Problem statement —
Extract the lines from the first line of the records below through the line containing "under the License.", inclusive, and reproduce them exactly as written.

Provided entries —
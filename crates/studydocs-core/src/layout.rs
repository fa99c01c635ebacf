// Copyright 2025 Fernando Borretti
//
// Licensed under the Apache License, Version 2.0 (the "License");
// you may not use this file except in compliance with the License.
// You may obtain a copy of the License at
//
//     http://www.apache.org/licenses/LICENSE-2.0
//
// Unless required by applicable law or agreed to in writing, software
// distributed under the License is distributed on an "AS IS" BASIS,
// WITHOUT WARRANTIES OR CONDITIONS OF ANY KIND, either express or implied.
// See the License for the specific language governing permissions and
// limitations under the License.

//! Reusable blocks shared by both document builders.

use crate::canvas::Align;
use crate::canvas::CONTENT_WIDTH;
use crate::canvas::Canvas;
use crate::canvas::Color;
use crate::canvas::MARGIN;
use crate::canvas::TextStyle;
use crate::canvas::metrics::FontWeight;

pub const PRIMARY: Color = Color::rgb(59, 130, 246);
pub const ACCENT: Color = Color::rgb(16, 185, 129);
pub const WHITE: Color = Color::rgb(255, 255, 255);
pub const TEXT_DARK: Color = Color::rgb(30, 41, 59);
pub const TEXT_MUTED: Color = Color::rgb(100, 116, 139);
pub const SURFACE: Color = Color::rgb(248, 250, 252);
pub const SURFACE_ALT: Color = Color::rgb(241, 245, 249);
pub const BORDER: Color = Color::rgb(203, 213, 225);

pub const HEADER_HEIGHT: f32 = 30.0;
pub const SECTION_HEADER_ADVANCE: f32 = 20.0;
pub const FOOTER_Y: f32 = 287.0;

const SECTION_BAND_HEIGHT: f32 = 12.0;

/// Card geometry: the text column starts right of the badge.
const CARD_PADDING: f32 = 5.0;
const CARD_TEXT_X: f32 = MARGIN + 20.0;
const CARD_TEXT_WIDTH: f32 = CONTENT_WIDTH - 25.0;
const CARD_BODY_SIZE: f32 = 10.0;
const CARD_LINE_HEIGHT: f32 = 5.0;
const BADGE_SIZE: f32 = 10.0;

/// Full-width colored band with the title on the left and the page number on
/// the right.
pub fn page_header(canvas: &mut Canvas, page_number: usize, page_count: usize, title: &str) {
    let width = canvas.size().width;
    canvas.fill_rect(0.0, 0.0, width, HEADER_HEIGHT, PRIMARY);
    canvas.text(title, MARGIN, 19.0, TextStyle::new(20.0, WHITE).bold());
    canvas.text(
        &format!("Page {page_number} of {page_count}"),
        width - MARGIN,
        19.0,
        TextStyle::new(10.0, WHITE).align(Align::Right),
    );
}

/// Glyphs drawn in front of section titles. All of them exist in
/// WinAnsiEncoding.
#[derive(Clone, Copy, Debug, PartialEq, Eq)]
pub enum SectionIcon {
    Statistics,
    Topics,
    Activity,
}

impl SectionIcon {
    pub fn glyph(self) -> &'static str {
        match self {
            SectionIcon::Statistics => "#",
            SectionIcon::Topics => "\u{2022}",
            SectionIcon::Activity => "\u{00BB}",
        }
    }
}

/// Light band with a bold label. Returns the Y for the section body.
pub fn section_header(canvas: &mut Canvas, title: &str, icon: SectionIcon, y: f32) -> f32 {
    canvas.fill_rect(MARGIN, y, CONTENT_WIDTH, SECTION_BAND_HEIGHT, SURFACE_ALT);
    canvas.text(icon.glyph(), MARGIN + 4.0, y + 8.0, TextStyle::new(12.0, PRIMARY).bold());
    canvas.text(title, MARGIN + 12.0, y + 8.0, TextStyle::new(13.0, TEXT_DARK).bold());
    y + SECTION_HEADER_ADVANCE
}

/// Bordered box with a large centered value and a one- or two-line label.
pub fn stat_box(canvas: &mut Canvas, label: &str, value: &str, x: f32, y: f32, w: f32, h: f32) {
    canvas.rounded_rect(x, y, w, h, 2.0, WHITE, Some(BORDER));
    let center = x + w / 2.0;
    canvas.text(
        value,
        center,
        y + 10.0,
        TextStyle::new(16.0, PRIMARY).bold().align(Align::Center),
    );
    let style = TextStyle::new(8.0, TEXT_MUTED).align(Align::Center);
    for (i, line) in label.split('\n').take(2).enumerate() {
        canvas.text(line, center, y + 16.0 + i as f32 * 4.0, style);
    }
}

/// Height the question and answer text of a card needs, including the
/// labels and top padding. May exceed the fixed block height.
pub fn card_content_height(canvas: &Canvas, question: &str, answer: &str) -> f32 {
    let (q, a) = card_lines(canvas, question, answer);
    card_answer_offset(q.len()) + 6.0 + a.len() as f32 * CARD_LINE_HEIGHT
}

fn card_lines(canvas: &Canvas, question: &str, answer: &str) -> (Vec<String>, Vec<String>) {
    let q = canvas.wrap_text(question, CARD_TEXT_WIDTH, CARD_BODY_SIZE, FontWeight::Normal);
    let a = canvas.wrap_text(answer, CARD_TEXT_WIDTH, CARD_BODY_SIZE, FontWeight::Normal);
    (q, a)
}

/// Offset of the "Answer:" label from the top of the block.
fn card_answer_offset(question_lines: usize) -> f32 {
    16.0 + question_lines as f32 * CARD_LINE_HEIGHT + 4.0
}

/// A numbered question/answer block of fixed height. Text that needs more
/// room than `max_height` is still drawn in full and runs past the border.
/// Returns the height consumed, which is always `max_height`.
pub fn card_block(
    canvas: &mut Canvas,
    index: usize,
    question: &str,
    answer: &str,
    y: f32,
    max_height: f32,
) -> f32 {
    canvas.rounded_rect(MARGIN, y, CONTENT_WIDTH, max_height, 3.0, SURFACE, Some(BORDER));

    let badge_x = MARGIN + CARD_PADDING;
    let badge_y = y + CARD_PADDING;
    canvas.rounded_rect(badge_x, badge_y, BADGE_SIZE, BADGE_SIZE, BADGE_SIZE / 2.0, PRIMARY, None);
    canvas.text(
        &index.to_string(),
        badge_x + BADGE_SIZE / 2.0,
        badge_y + 6.5,
        TextStyle::new(9.0, WHITE).bold().align(Align::Center),
    );

    let (question_lines, answer_lines) = card_lines(canvas, question, answer);
    let body = TextStyle::new(CARD_BODY_SIZE, TEXT_DARK);

    canvas.text("Question:", CARD_TEXT_X, y + 10.0, TextStyle::new(11.0, PRIMARY).bold());
    for (i, line) in question_lines.iter().enumerate() {
        canvas.text(line, CARD_TEXT_X, y + 16.0 + i as f32 * CARD_LINE_HEIGHT, body);
    }

    let answer_y = y + card_answer_offset(question_lines.len());
    canvas.text("Answer:", CARD_TEXT_X, answer_y, TextStyle::new(11.0, ACCENT).bold());
    for (i, line) in answer_lines.iter().enumerate() {
        canvas.text(line, CARD_TEXT_X, answer_y + 6.0 + i as f32 * CARD_LINE_HEIGHT, body);
    }

    max_height
}

/// Small print at the bottom of the current page: a label on the left and
/// a note on the right.
pub fn footer(canvas: &mut Canvas, label: &str, note: &str) {
    let width = canvas.size().width;
    let style = TextStyle::new(8.0, TEXT_MUTED);
    canvas.text(label, MARGIN, FOOTER_Y, style);
    canvas.text(note, width - MARGIN, FOOTER_Y, style.align(Align::Right));
}

#[cfg(test)]
mod tests {
    use super::*;
    use crate::canvas::PageSize;

    #[test]
    fn test_page_header_text() {
        let mut canvas = Canvas::new(PageSize::A4);
        page_header(&mut canvas, 2, 5, "Flashcards");
        let doc = canvas.finish();
        assert_eq!(doc.pages()[0].texts(), vec!["Flashcards", "Page 2 of 5"]);
    }

    #[test]
    fn test_section_header_advances_by_fixed_amount() {
        let mut canvas = Canvas::new(PageSize::A4);
        assert_eq!(section_header(&mut canvas, "Topics", SectionIcon::Topics, 73.0), 93.0);
    }

    #[test]
    fn test_stat_box_two_line_label() {
        let mut canvas = Canvas::new(PageSize::A4);
        stat_box(&mut canvas, "Quizzes\nTaken", "5", MARGIN, 60.0, 50.0, 25.0);
        let doc = canvas.finish();
        assert_eq!(doc.pages()[0].texts(), vec!["5", "Quizzes", "Taken"]);
    }

    #[test]
    fn test_card_block_draws_labels_and_text() {
        let mut canvas = Canvas::new(PageSize::A4);
        let consumed = card_block(&mut canvas, 3, "What is 2+2?", "4", 65.0, 70.0);
        assert_eq!(consumed, 70.0);
        let doc = canvas.finish();
        assert_eq!(
            doc.pages()[0].texts(),
            vec!["3", "Question:", "What is 2+2?", "Answer:", "4"]
        );
    }

    /// Overlong answers overflow the fixed block instead of growing it.
    #[test]
    fn test_card_block_overflow_is_accepted() {
        let mut canvas = Canvas::new(PageSize::A4);
        let answer = "This answer goes on and on. ".repeat(40);
        assert!(card_content_height(&canvas, "Q", &answer) > 70.0);
        let consumed = card_block(&mut canvas, 1, "Q", &answer, 65.0, 70.0);
        assert_eq!(consumed, 70.0);
        let doc = canvas.finish();
        let drawn: String = doc.pages()[0].texts()[4..].join(" ");
        assert_eq!(drawn, answer.trim_end());
    }

    #[test]
    fn test_footer() {
        let mut canvas = Canvas::new(PageSize::A4);
        footer(&mut canvas, "Generated by Study Assistant", "10/19/2026");
        let doc = canvas.finish();
        assert_eq!(
            doc.pages()[0].texts(),
            vec!["Generated by Study Assistant", "10/19/2026"]
        );
    }
}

Response to this exercise —
filename crates/studydocs-core/src/layout.rs
repository fa99c01c635ebacf
// Copyright 2025 Fernando Borretti
//
// Licensed under the Apache License, Version 2.0 (the "License");
// you may not use this file except in compliance with the License.
// You may obtain a copy of the License at
//
//     http://www.apache.org/licenses/LICENSE-2.0
//
// Unless required by applicable law or agreed to in writing, software
// distributed under the License is distributed on an "AS IS" BASIS,
// WITHOUT WARRANTIES OR CONDITIONS OF ANY KIND, either express or implied.
// See the License for the specific language governing permissions and
// limitations under the License.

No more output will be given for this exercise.